Trust in Generative AI

OpenAI’s ChatGPT was a prototype that opened up a new world of possibilities for generative artificial (AI) and continues revolutionizing how we live and work. Many lawyers and legal experts are starting to realize the potential of these tools for the profession.

A recent survey by the Thomson Reuters Institute of Lawyers in law firms found that 82% believe that generative AI, such as ChatGPT, can be used to assist with legal work. 59% of managing and partner partners agreed. Despite the large majority of firms, they are still cautiously proactive. 62% of respondents expressed concerns about using ChatGPT at work and generative AI. All those surveyed stated they did not trust tools like ChatGPT to handle confidential client information.

Understandably, there will be some trepidation when introducing new technologies, but the key findings reveal that building trust in AI has to be a priority.

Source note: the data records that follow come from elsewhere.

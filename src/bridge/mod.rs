use std::{fmt::Display, path::Path};

use log::{debug, error, warn};
use serde_json::{json, Value};

use crate::{
    delegate::EditorDelegate,
    error::BridgeError,
    midi::MidiMessage,
    monitor::MessageMonitor,
    params::ParameterStore,
    session::{BrowserControl, Delivery, OpenRequest, SessionState, WebViewSession},
};

pub mod codec;
pub mod inbound;
pub mod messages;

use self::{
    codec::{encode_outbound, DEFAULT_MAX_JS_STRING_LENGTH},
    inbound::decode_inbound,
    messages::{InboundMessage, OutboundMessage},
};

/// `msgTag` used for JSON sent with [`WebViewEditor::send_json_from_delegate`].
pub const JSON_MSG_TAG: i32 = -1;

type EditorInitHook<B> = Box<dyn FnMut(&mut B)>;
type UiOpenHook = Box<dyn FnMut()>;

/// Web view based editor: owns the session and translates between the
/// UI's JSON messages and the native parameter/MIDI model.
pub struct WebViewEditor<B: BrowserControl, P: ParameterStore> {
    session: WebViewSession<B>,
    params: P,
    max_js_string_length: usize,
    monitor: MessageMonitor,
    editor_init: Option<EditorInitHook<B>>,
    ui_open: Option<UiOpenHook>,
}

impl<B: BrowserControl, P: ParameterStore> WebViewEditor<B, P> {
    pub fn new(params: P) -> Self {
        WebViewEditor {
            session: WebViewSession::new(),
            params,
            max_js_string_length: DEFAULT_MAX_JS_STRING_LENGTH,
            monitor: MessageMonitor::new(),
            editor_init: None,
            ui_open: None,
        }
    }

    pub fn params(&self) -> &P {
        &self.params
    }

    pub fn monitor(&self) -> &MessageMonitor {
        &self.monitor
    }

    pub fn state(&self) -> SessionState {
        self.session.state()
    }

    pub fn is_ready(&self) -> bool {
        self.session.is_ready()
    }

    pub fn set_max_js_string_length(&mut self, length: usize) {
        self.max_js_string_length = length;
    }

    /// Runs once the browser is ready, typically to load the UI content.
    pub fn set_editor_init(&mut self, init: impl FnMut(&mut B) + 'static) {
        self.editor_init = Some(Box::new(init));
    }

    /// Runs once UI content has loaded, after the parameter description
    /// was sent or failed to send.
    pub fn set_ui_open(&mut self, on_open: impl FnMut() + 'static) {
        self.ui_open = Some(Box::new(on_open));
    }

    // ---------------------------------------------------------------------
    // Session

    pub fn open(&mut self) -> Result<OpenRequest, BridgeError> {
        self.session.open()
    }

    /// Called on the UI thread when the browser control creation finishes.
    pub fn complete_open<E: Display>(&mut self, request: OpenRequest, result: Result<B, E>) -> bool {
        if !self.session.complete(request, result) {
            return false;
        }
        if let (Some(init), Some(browser)) = (self.editor_init.as_mut(), self.session.browser_mut()) {
            init(browser);
        }
        true
    }

    pub fn close(&mut self) {
        self.session.close();
    }

    pub fn load_html(&mut self, html: &str) -> Delivery {
        match self.session.browser_mut() {
            Some(browser) => {
                browser.load_html(html);
                Delivery::Sent
            }
            None => Delivery::Dropped,
        }
    }

    pub fn load_url(&mut self, url: &str) -> Delivery {
        match self.session.browser_mut() {
            Some(browser) => {
                browser.load_url(url);
                Delivery::Sent
            }
            None => Delivery::Dropped,
        }
    }

    pub fn load_file(&mut self, file_name: &str, bundle_id: Option<&str>) -> Delivery {
        match self.session.browser_mut() {
            Some(browser) => {
                browser.load_file(file_name, bundle_id);
                Delivery::Sent
            }
            None => Delivery::Dropped,
        }
    }

    /// Loads `index.html`: next to the plugin sources in debug builds,
    /// from the bundle otherwise.
    pub fn load_index_html(&mut self, path_of_plugin_src: &Path, bundle_id: &str) -> Delivery {
        if cfg!(debug_assertions) {
            match index_html_path(path_of_plugin_src) {
                Some(path) => self.load_file(&path, None),
                None => {
                    warn!(
                        "Cannot locate index.html relative to {}",
                        path_of_plugin_src.display()
                    );
                    Delivery::Dropped
                }
            }
        } else {
            self.load_file("index.html", Some(bundle_id))
        }
    }

    // ---------------------------------------------------------------------
    // Native -> UI

    /// Encodes and evaluates `msg`. A no-op returning `Delivery::Dropped`
    /// while the session is not ready.
    pub fn send(&mut self, msg: OutboundMessage) -> Result<Delivery, BridgeError> {
        if !self.session.is_ready() {
            debug!("Not ready; dropping {}", msg.function_name());
            self.monitor.record_dropped();
            return Ok(Delivery::Dropped);
        }
        let script = encode_outbound(&msg, self.max_js_string_length)?;
        let delivery = self.session.evaluate(&script);
        self.monitor.record_outbound(summarize_outbound(&msg));
        Ok(delivery)
    }

    pub fn send_control_value_from_delegate(
        &mut self,
        ctrl_tag: i32,
        normalized_value: f64,
    ) -> Result<Delivery, BridgeError> {
        self.send(OutboundMessage::ControlValue {
            ctrl_tag,
            value: normalized_value,
        })
    }

    pub fn send_control_msg_from_delegate(
        &mut self,
        ctrl_tag: i32,
        msg_tag: i32,
        data: &[u8],
    ) -> Result<Delivery, BridgeError> {
        self.send(OutboundMessage::ControlMessage {
            ctrl_tag,
            msg_tag,
            data: data.to_vec(),
        })
    }

    /// When `normalized` is false, `value` is in the parameter's native range.
    pub fn send_parameter_value_from_delegate(
        &mut self,
        param_idx: usize,
        value: f64,
        normalized: bool,
    ) -> Result<Delivery, BridgeError> {
        let value = if normalized {
            value
        } else {
            self.params
                .param(param_idx)
                .ok_or(BridgeError::UnknownParam(param_idx))?
                .to_normalized(value)
        };
        self.send(OutboundMessage::ParameterValue { param_idx, value })
    }

    pub fn send_arbitrary_msg_from_delegate(
        &mut self,
        msg_tag: i32,
        data: &[u8],
    ) -> Result<Delivery, BridgeError> {
        self.send(OutboundMessage::ArbitraryMessage {
            msg_tag,
            data: data.to_vec(),
        })
    }

    pub fn send_midi_msg_from_delegate(&mut self, msg: MidiMessage) -> Result<Delivery, BridgeError> {
        self.send(OutboundMessage::Midi(msg))
    }

    pub fn send_json_from_delegate(&mut self, json: &Value) -> Result<Delivery, BridgeError> {
        let text = serde_json::to_string(json)?;
        self.send_arbitrary_msg_from_delegate(JSON_MSG_TAG, text.as_bytes())
    }

    /// Sends the description of every parameter once the UI content has
    /// loaded, then runs the UI-open hook.
    pub fn on_web_content_loaded(&mut self) -> Result<Delivery, BridgeError> {
        let params: Vec<Value> = (0..self.params.param_count())
            .filter_map(|idx| self.params.param(idx).map(|p| p.to_json(idx)))
            .collect();
        let result = self.send_json_from_delegate(&json!({
            "id": "params",
            "params": params,
        }));
        if let Err(e) = &result {
            error!("Parameter description not sent: {}", e);
        }
        if let Some(on_open) = self.ui_open.as_mut() {
            on_open();
        }
        result
    }

    // ---------------------------------------------------------------------
    // UI -> native

    /// Decodes a message posted by the UI and forwards it to `delegate`.
    /// Anything that fails to decode is logged and dropped. Returns `true`
    /// if a delegate call was made.
    pub fn on_message_from_web_view<D: EditorDelegate>(&mut self, json: &str, delegate: &mut D) -> bool {
        if !self.session.is_ready() {
            debug!("Not ready; ignoring message from web view");
            self.monitor.record_dropped();
            return false;
        }
        match decode_inbound(json) {
            Ok(msg) => {
                self.monitor.record_inbound(format!("{:?}", msg));
                dispatch(msg, delegate);
                true
            }
            Err(e) => {
                warn!("Dropping message from web view: {}", e);
                self.monitor.record_dropped();
                false
            }
        }
    }
}

fn dispatch<D: EditorDelegate>(msg: InboundMessage, delegate: &mut D) {
    match msg {
        InboundMessage::SetParamValue { param_idx, value } => {
            delegate.send_parameter_value_from_ui(param_idx, value)
        }
        InboundMessage::BeginParamChange { param_idx } => {
            delegate.begin_inform_host_of_param_change_from_ui(param_idx)
        }
        InboundMessage::EndParamChange { param_idx } => {
            delegate.end_inform_host_of_param_change_from_ui(param_idx)
        }
        InboundMessage::ArbitraryMessage {
            msg_tag,
            ctrl_tag,
            data,
        } => delegate.send_arbitrary_msg_from_ui(msg_tag, ctrl_tag, &data),
        InboundMessage::Midi(midi) => delegate.send_midi_msg_from_ui(midi),
        InboundMessage::KeyPress { key, is_up } => {
            let handled = if is_up {
                delegate.on_key_up(&key)
            } else {
                delegate.on_key_down(&key)
            };
            debug!("Key {:?} (up: {}) handled: {}", key.virtual_key, is_up, handled);
        }
    }
}

fn summarize_outbound(msg: &OutboundMessage) -> String {
    match msg {
        OutboundMessage::ControlMessage { data, .. } | OutboundMessage::ArbitraryMessage { data, .. } => {
            format!("{} ({} bytes)", msg.function_name(), data.len())
        }
        OutboundMessage::Midi(midi) => format!("{} {}", msg.function_name(), midi.describe()),
        other => format!("{:?}", other),
    }
}

/// `<dir of plugin src>/Resources/web/index.html`, with separators
/// normalized to `/` before splitting.
pub fn index_html_path(path_of_plugin_src: &Path) -> Option<String> {
    let normalized = path_of_plugin_src.to_string_lossy().replace('\\', "/");
    let (dir, _file) = normalized.rsplit_once('/')?;
    let resolved = format!("{}/Resources/web/index.html", dir);
    if cfg!(windows) {
        Some(resolved.replace('/', "\\"))
    } else {
        Some(resolved)
    }
}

How can law firms establish trust in AI technology?

Transparency is the key to trust in AI.

Transparency in AI is a critical component of our article on the current state of AI. It means that all stakeholders, including developers, users, and lawyers, should be confident about the data AI models use and how they make decisions. They should be ready to test AI outputs with their knowledge and experience in early implementations.

Transparency also assures that ethical principles will be followed during a generative AI’s entire development and deployment process to avoid bias. Confirming that the data collected for training models are not biased and have been managed responsibly is essential.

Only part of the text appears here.